The Market Sum | Insight after the bell
By Caleb Silver, Editor in Chief Tuesday's Headlines 1. U.S. Markets Rally Late to Extend Records 2. 10-Year U.S. Treasury Yield Falls Below 2% 3. What's Behind the U.S. Proposed Tariffs on the EU?
Markets Closed
![]() U.S. Markets Rally Late to Close Higher
After spending the better part of the day in the red, U.S. markets rallied late, helping push the S&P 500 to a new record close. Volume was very light and will only get lighter as we approach the half-day session on Wednesday before the July 4th holiday.
The 10-Year U.S. Treasury yield dipped below 2% again this year, flashing another warning signal that the U.S. and global economies are slowing down. While Treasury prices have steadily climbed this year, yields have been tumbling with the 10-year sitting at a two year low. Today the yield on the 10-year had its biggest decline since the first trading day of the year.
Long-term Treasuries Outperform Stocks We've written a lot about the length of this bull market for stocks and talked about what could bring it to an end, but long-term Treasuries have actually outperformed stocks over the past year, and over the past 20 years.
chart courtesy Bespoke Investments ![]() Why this Matters Remember, Treasury prices move inversely to yields. As yields have collapsed, especially over the past year, prices have soared. Yields, which are tied to interest rates, have actually been pretty low over the past two decades as the Federal Reserve has kept the Federal funds rate below 5% since 2001.
chart courtesy St. Louis Fed ![]() That's been a big win for bond investors who locked in their yields when they purchased the bonds. On the flip side, long-term Treasury prices at these levels make them less attractive to new investors, since yields are so low. There isn't a lot of incentive—or risk/reward—to those securities now, except for the fact that U.S. Treasuries are considered one of the safest investments on the planet.

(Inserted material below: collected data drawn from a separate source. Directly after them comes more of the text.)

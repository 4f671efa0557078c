use std::collections::{BTreeMap, HashMap, HashSet};
use std::sync::{Arc, Mutex};

use crate::domain::{AppError, ConnectionRecord};
use crate::ports::{Fetcher, FetcherFactory, Mutation, Query, ResetTarget};

/// Fixture-driven fetcher. Unknown queries answer 404; every mutation is recorded.
#[derive(Clone, Default)]
pub struct FakeFetcher {
    responses: Arc<Mutex<HashMap<Query, Vec<u8>>>>,
    extended: Arc<Mutex<BTreeMap<String, Vec<u8>>>>,
    failing_nodes: Arc<Mutex<HashSet<i32>>>,
    pub mutations: Arc<Mutex<Vec<Mutation>>>,
    pub queries: Arc<Mutex<Vec<Query>>>,
}

impl FakeFetcher {
    pub fn new() -> Self {
        Self::default()
    }

    pub fn with_response(self, query: Query, body: &str) -> Self {
        self.responses.lock().unwrap().insert(query, body.as_bytes().to_vec());
        self
    }

    /// Members response with the given node ids.
    pub fn with_members(self, ids: &[i32]) -> Self {
        let members: Vec<String> = ids
            .iter()
            .map(|id| {
                format!(
                    r#"{{"nodeId":"{id}","memberName":"member-{id}","roleName":"storage","machineName":"host{id}","unicastAddress":"10.0.0.{id}","unicastPort":7000,"memoryMaxMB":1024,"memoryAvailableMB":512,"loggingLevel":6}}"#
                )
            })
            .collect();
        self.with_response(Query::Members, &format!(r#"{{"members":[{}]}}"#, members.join(",")))
    }

    pub fn with_extended(self, name: &str, body: &str) -> Self {
        self.extended.lock().unwrap().insert(name.to_string(), body.as_bytes().to_vec());
        self
    }

    /// Mutations addressed to `node_id` fail with a transport error.
    pub fn failing_node(self, node_id: i32) -> Self {
        self.failing_nodes.lock().unwrap().insert(node_id);
        self
    }

    pub fn recorded_mutations(&self) -> Vec<Mutation> {
        self.mutations.lock().unwrap().clone()
    }

    pub fn recorded_queries(&self) -> Vec<Query> {
        self.queries.lock().unwrap().clone()
    }
}

fn target_node(mutation: &Mutation) -> Option<i32> {
    match mutation {
        Mutation::SetMemberAttribute { node_id, .. }
        | Mutation::SetServiceAttribute { node_id, .. }
        | Mutation::SetCacheAttribute { node_id, .. }
        | Mutation::SetReporterAttribute { node_id, .. }
        | Mutation::ShutdownMember { node_id }
        | Mutation::Reporter { node_id, .. }
        | Mutation::CompactElasticData { node_id, .. } => Some(*node_id),
        Mutation::Jfr { node_id, .. } => *node_id,
        Mutation::ResetStatistics { target } => match target {
            ResetTarget::Member { node_id }
            | ResetTarget::Reporter { node_id }
            | ResetTarget::Service { node_id, .. }
            | ResetTarget::Cache { node_id, .. } => Some(*node_id),
            ResetTarget::Executor { .. } => None,
        },
        _ => None,
    }
}

impl Fetcher for FakeFetcher {
    fn query(&self, query: &Query) -> Result<Vec<u8>, AppError> {
        self.queries.lock().unwrap().push(query.clone());
        if let Query::ThreadDump { node_id } = query {
            if self.failing_nodes.lock().unwrap().contains(node_id) {
                return Err(AppError::Transport(format!("node {node_id} unreachable")));
            }
        }
        self.responses.lock().unwrap().get(query).cloned().ok_or_else(|| {
            AppError::RemoteRejected { status: 404, body: format!("no fixture for {query:?}") }
        })
    }

    fn mutate(&self, mutation: &Mutation) -> Result<Vec<u8>, AppError> {
        self.mutations.lock().unwrap().push(mutation.clone());
        if let Some(node_id) = target_node(mutation) {
            if self.failing_nodes.lock().unwrap().contains(&node_id) {
                return Err(AppError::Transport(format!("node {node_id} unreachable")));
            }
        }
        Ok(br#"{"status":"ok"}"#.to_vec())
    }

    fn extended_member_info(
        &self,
        _node_id: i32,
        selection: &[String],
    ) -> Result<BTreeMap<String, Vec<u8>>, AppError> {
        let extended = self.extended.lock().unwrap();
        if let Some(unknown) = selection.iter().find(|name| !extended.contains_key(*name)) {
            return Err(AppError::invalid(format!("extended info '{unknown}' is not available")));
        }
        Ok(extended
            .iter()
            .filter(|(name, _)| selection.is_empty() || selection.contains(name))
            .map(|(name, body)| (name.clone(), body.clone()))
            .collect())
    }
}

/// Hands out clones of one [`FakeFetcher`] and records the connections used.
pub struct FakeFetcherFactory {
    pub fetcher: FakeFetcher,
    pub connections: Arc<Mutex<Vec<String>>>,
}

impl FakeFetcherFactory {
    pub fn new(fetcher: FakeFetcher) -> Self {
        Self { fetcher, connections: Arc::new(Mutex::new(vec![])) }
    }
}

impl FetcherFactory for FakeFetcherFactory {
    fn create(&self, connection: &ConnectionRecord) -> Result<Box<dyn Fetcher>, AppError> {
        self.connections.lock().unwrap().push(connection.name.clone());
        Ok(Box::new(self.fetcher.clone()))
    }
}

Read more: Understanding Treasury Yields and Interest Rates
Since many investors predict the Fed will lower rates at least once this year, yields on long-term bonds are expected to stay low. Low yields on long-term bonds can also be a recession warning indicator, and we know those lights have been flashing all year.
All this has been making the stock market look a lot more attractive than it should right now, especially given that corporate profits are set to decline. According to FactSet, the number of companies issuing negative guidance—AKA, telling investors that their earnings will be lower than previously forecast—is fast approaching the highest level since 1976.
chart courtesy factset ![]() Buybacks Keep on Climbing
Another reason the market keeps churning higher is the record amount of stock buybacks we are seeing. Remember, companies buy back their shares when they think their stock is overvalued and they can't find anything better to do with their cash.
Read more: Why Companies Buy Back Their Shares
We saw U.S. companies buy back $85 billion worth of their shares in 2018, but we are on track to shatter that all-time record, given that we are already up 18% from this time a year ago.
Financial companies, whose stocks have been among the hardest hit in 2019, have been the most aggressive buyers so far this year, accounting for 35% of the total, per BofA. In a low interest rate environment, financial stocks tend to suffer, so this trend might have legs.
chart courtesy BofA ![]() The Other Trade War
Just when the clouds were beginning to part on the U.S. China trade war, yesterday the U.S. threatened the E.U. with tariffs on $4 billion worth of imported goods. These tariffs are bound to wreck your next dinner party, since they target goods like Parmesan cheese, wines, champagne, whiskeys, and other delicacies.
Why? The tariffs, which are in addition to $19 billion in import taxes that were proposed in April, are tied to a dispute over what the U.S. says are illegal aircraft subsidies for Europe's Airbus. To be clear, this dispute predates President Trump being elected and stems from a decade old case decided by the World Trade Organization. The WTO ruled that the EU has unfairly subsidized France's Airbus to the expense of Boeing, its U.S. rival, which has harmed competition for aircraft sales to European carriers.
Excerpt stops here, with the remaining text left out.